Items from a dataset:
_ _ _ _

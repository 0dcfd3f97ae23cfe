use crate::shutdown::ShutdownSignal;
use agent_state::{epoch_now, JsonFileStore, MemoryStore, RunCheckpoint, StateStore};
use parking_lot::Mutex;
use serde::{Deserialize, Serialize};
use std::path::PathBuf;
use std::sync::Arc;
use tracing::{info, warn};

/// Run lifecycle: RUNNING -> SHUTDOWN_REQUESTED -> STOPPED
#[derive(Debug, Clone, Copy, PartialEq, Eq, Serialize, Deserialize)]
#[serde(rename_all = "snake_case")]
pub enum RunPhase {
    Running,
    ShutdownRequested,
    Stopped,
}

struct Inner {
    checkpoint: RunCheckpoint,
    phase: RunPhase,
}

/// Durable run progress for interruption and resume
///
/// Every mutator persists synchronously; write failures are logged and the
/// in-memory state stays authoritative for the rest of the run.
pub struct CheckpointStore {
    inner: Mutex<Inner>,
    store: Arc<dyn StateStore<RunCheckpoint>>,
    shutdown: ShutdownSignal,
}

impl CheckpointStore {
    pub fn new(store: Arc<dyn StateStore<RunCheckpoint>>, shutdown: ShutdownSignal) -> Self {
        Self {
            inner: Mutex::new(Inner {
                checkpoint: RunCheckpoint::default(),
                phase: RunPhase::Stopped,
            }),
            store,
            shutdown,
        }
    }

    pub fn open(path: impl Into<PathBuf>, shutdown: ShutdownSignal) -> Self {
        Self::new(Arc::new(JsonFileStore::new(path)), shutdown)
    }

    pub fn in_memory() -> Self {
        Self::new(Arc::new(MemoryStore::new()), ShutdownSignal::new())
    }

    pub fn shutdown_signal(&self) -> &ShutdownSignal {
        &self.shutdown
    }

    /// Prior interrupted checkpoint, if any, with `shutdown_requested` cleared
    pub fn load_resume_state(&self) -> Option<RunCheckpoint> {
        match self.store.load() {
            Ok(Some(mut checkpoint)) => {
                checkpoint.shutdown_requested = false;
                info!(
                    "Found resumable checkpoint at {}: {} completed, {} pending",
                    self.store.location(),
                    checkpoint.completed_files.len(),
                    checkpoint.pending_files.len()
                );
                Some(checkpoint)
            }
            Ok(None) => None,
            Err(e) => {
                warn!(
                    "Ignoring unreadable checkpoint {}: {}",
                    self.store.location(),
                    e
                );
                None
            }
        }
    }

    /// Begin a run, inheriting completed files from `resume`
    pub fn start_run(&self, pending: Vec<String>, resume: Option<&RunCheckpoint>) {
        let mut checkpoint = RunCheckpoint::new(Vec::new(), epoch_now());
        if let Some(prior) = resume {
            checkpoint.completed_files = prior.completed_files.clone();
        }
        checkpoint.set_pending(pending);

        let mut inner = self.inner.lock();
        inner.checkpoint = checkpoint;
        inner.phase = RunPhase::Running;
        self.persist(&inner.checkpoint);
    }

    pub fn set_current_file(&self, path: Option<&str>) {
        let mut inner = self.inner.lock();
        inner.checkpoint.current_file = path.map(str::to_string);
        self.persist(&inner.checkpoint);
    }

    pub fn mark_completed(&self, path: &str) {
        let mut inner = self.inner.lock();
        inner.checkpoint.mark_completed(path);
        self.persist(&inner.checkpoint);
    }

    pub fn set_pending_files(&self, pending: Vec<String>) {
        let mut inner = self.inner.lock();
        inner.checkpoint.set_pending(pending);
        self.persist(&inner.checkpoint);
    }

    pub fn request_shutdown(&self) {
        self.shutdown.request();
        self.observe_shutdown();
    }

    /// Poll point between items; false once shutdown has been requested
    pub fn should_continue(&self) -> bool {
        if self.shutdown.is_requested() {
            self.observe_shutdown();
            false
        } else {
            true
        }
    }

    fn observe_shutdown(&self) {
        let mut inner = self.inner.lock();
        if inner.checkpoint.shutdown_requested {
            return;
        }
        inner.checkpoint.shutdown_requested = true;
        if inner.phase == RunPhase::Running {
            inner.phase = RunPhase::ShutdownRequested;
        }
        info!(
            "Shutdown requested - finishing current item, {} pending left for resume",
            inner.checkpoint.pending_files.len()
        );
        self.persist(&inner.checkpoint);
    }

    /// Clean completion: stop and delete the checkpoint
    pub fn finish(&self) {
        let mut inner = self.inner.lock();
        inner.phase = RunPhase::Stopped;
        inner.checkpoint.current_file = None;
        if let Err(e) = self.store.remove() {
            warn!(
                "Failed to delete checkpoint {}: {}",
                self.store.location(),
                e
            );
        }
    }

    /// Interrupted completion: stop and keep the checkpoint for resume
    pub fn suspend(&self) {
        let mut inner = self.inner.lock();
        inner.phase = RunPhase::Stopped;
        inner.checkpoint.current_file = None;
        self.persist(&inner.checkpoint);
        info!(
            "Run suspended - checkpoint kept at {} ({} pending)",
            self.store.location(),
            inner.checkpoint.pending_files.len()
        );
    }

    pub fn phase(&self) -> RunPhase {
        self.inner.lock().phase
    }

    pub fn snapshot(&self) -> RunCheckpoint {
        self.inner.lock().checkpoint.clone()
    }

    /// Drop any persisted checkpoint without touching the in-memory state
    pub fn discard(&self) {
        if let Err(e) = self.store.remove() {
            warn!(
                "Failed to delete checkpoint {}: {}",
                self.store.location(),
                e
            );
        }
    }

    fn persist(&self, checkpoint: &RunCheckpoint) {
        if let Err(e) = self.store.save(checkpoint) {
            warn!(
                "Failed to persist checkpoint to {}: {}",
                self.store.location(),
                e
            );
        }
    }
}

_ _ _ _

Try it: Would you return all of the data exactly as it stands above?

Solution below:
repository 0dcfd3f97ae23cfe
use crate::shutdown::ShutdownSignal;
use agent_state::{epoch_now, JsonFileStore, MemoryStore, RunCheckpoint, StateStore};
use parking_lot::Mutex;
use serde::{Deserialize, Serialize};
use std::path::PathBuf;
use std::sync::Arc;
use tracing::{info, warn};

/// Run lifecycle: RUNNING -> SHUTDOWN_REQUESTED -> STOPPED
#[derive(Debug, Clone, Copy, PartialEq, Eq, Serialize, Deserialize)]
#[serde(rename_all = "snake_case")]
pub enum RunPhase {
    Running,
    ShutdownRequested,
    Stopped,
}

struct Inner {
    checkpoint: RunCheckpoint,
    phase: RunPhase,
}

/// Durable run progress for interruption and resume
///
/// Every mutator persists synchronously; write failures are logged and the
/// in-memory state stays authoritative for the rest of the run.
pub struct CheckpointStore {
    inner: Mutex<Inner>,
    store: Arc<dyn StateStore<RunCheckpoint>>,
    shutdown: ShutdownSignal,
}

impl CheckpointStore {
    pub fn new(store: Arc<dyn StateStore<RunCheckpoint>>, shutdown: ShutdownSignal) -> Self {
        Self {
            inner: Mutex::new(Inner {
                checkpoint: RunCheckpoint::default(),
                phase: RunPhase::Stopped,
            }),
            store,
            shutdown,
        }
    }

    pub fn open(path: impl Into<PathBuf>, shutdown: ShutdownSignal) -> Self {
        Self::new(Arc::new(JsonFileStore::new(path)), shutdown)
    }

    pub fn in_memory() -> Self {
        Self::new(Arc::new(MemoryStore::new()), ShutdownSignal::new())
    }

    pub fn shutdown_signal(&self) -> &ShutdownSignal {
        &self.shutdown
    }

    /// Prior interrupted checkpoint, if any, with `shutdown_requested` cleared
    pub fn load_resume_state(&self) -> Option<RunCheckpoint> {
        match self.store.load() {
            Ok(Some(mut checkpoint)) => {
                checkpoint.shutdown_requested = false;
                info!(
                    "Found resumable checkpoint at {}: {} completed, {} pending",
                    self.store.location(),
                    checkpoint.completed_files.len(),
                    checkpoint.pending_files.len()
                );
                Some(checkpoint)
            }
            Ok(None) => None,
            Err(e) => {
                warn!(
                    "Ignoring unreadable checkpoint {}: {}",
                    self.store.location(),
                    e
                );
                None
            }
        }
    }

    /// Begin a run, inheriting completed files from `resume`
    pub fn start_run(&self, pending: Vec<String>, resume: Option<&RunCheckpoint>) {
        let mut checkpoint = RunCheckpoint::new(Vec::new(), epoch_now());
        if let Some(prior) = resume {
            checkpoint.completed_files = prior.completed_files.clone();
        }
        checkpoint.set_pending(pending);

        let mut inner = self.inner.lock();
        inner.checkpoint = checkpoint;
        inner.phase = RunPhase::Running;
        self.persist(&inner.checkpoint);
    }

    pub fn set_current_file(&self, path: Option<&str>) {
        let mut inner = self.inner.lock();
        inner.checkpoint.current_file = path.map(str::to_string);
        self.persist(&inner.checkpoint);
    }

    pub fn mark_completed(&self, path: &str) {
        let mut inner = self.inner.lock();
        inner.checkpoint.mark_completed(path);
        self.persist(&inner.checkpoint);
    }

    pub fn set_pending_files(&self, pending: Vec<String>) {
        let mut inner = self.inner.lock();
        inner.checkpoint.set_pending(pending);
        self.persist(&inner.checkpoint);
    }

    pub fn request_shutdown(&self) {
        self.shutdown.request();
        self.observe_shutdown();
    }

    /// Poll point between items; false once shutdown has been requested
    pub fn should_continue(&self) -> bool {
        if self.shutdown.is_requested() {
            self.observe_shutdown();
            false
        } else {
            true
        }
    }

    fn observe_shutdown(&self) {
        let mut inner = self.inner.lock();
        if inner.checkpoint.shutdown_requested {
            return;
        }
        inner.checkpoint.shutdown_requested = true;
        if inner.phase == RunPhase::Running {
            inner.phase = RunPhase::ShutdownRequested;
        }
        info!(
            "Shutdown requested - finishing current item, {} pending left for resume",
            inner.checkpoint.pending_files.len()
        );
        self.persist(&inner.checkpoint);
    }

    /// Clean completion: stop and delete the checkpoint
    pub fn finish(&self) {
        let mut inner = self.inner.lock();
        inner.phase = RunPhase::Stopped;
        inner.checkpoint.current_file = None;
        if let Err(e) = self.store.remove() {
            warn!(
                "Failed to delete checkpoint {}: {}",
                self.store.location(),
                e
            );
        }
    }

    /// Interrupted completion: stop and keep the checkpoint for resume
    pub fn suspend(&self) {
        let mut inner = self.inner.lock();
        inner.phase = RunPhase::Stopped;
        inner.checkpoint.current_file = None;
        self.persist(&inner.checkpoint);
        info!(
            "Run suspended - checkpoint kept at {} ({} pending)",
            self.store.location(),
            inner.checkpoint.pending_files.len()
        );
    }

    pub fn phase(&self) -> RunPhase {
        self.inner.lock().phase
    }

    pub fn snapshot(&self) -> RunCheckpoint {
        self.inner.lock().checkpoint.clone()
    }

    /// Drop any persisted checkpoint without touching the in-memory state
    pub fn discard(&self) {
        if let Err(e) = self.store.remove() {
            warn!(
                "Failed to delete checkpoint {}: {}",
                self.store.location(),
                e
            );
        }
    }

    fn persist(&self, checkpoint: &RunCheckpoint) {
        if let Err(e) = self.store.save(checkpoint) {
            warn!(
                "Failed to persist checkpoint to {}: {}",
                self.store.location(),
                e
            );
        }
    }
}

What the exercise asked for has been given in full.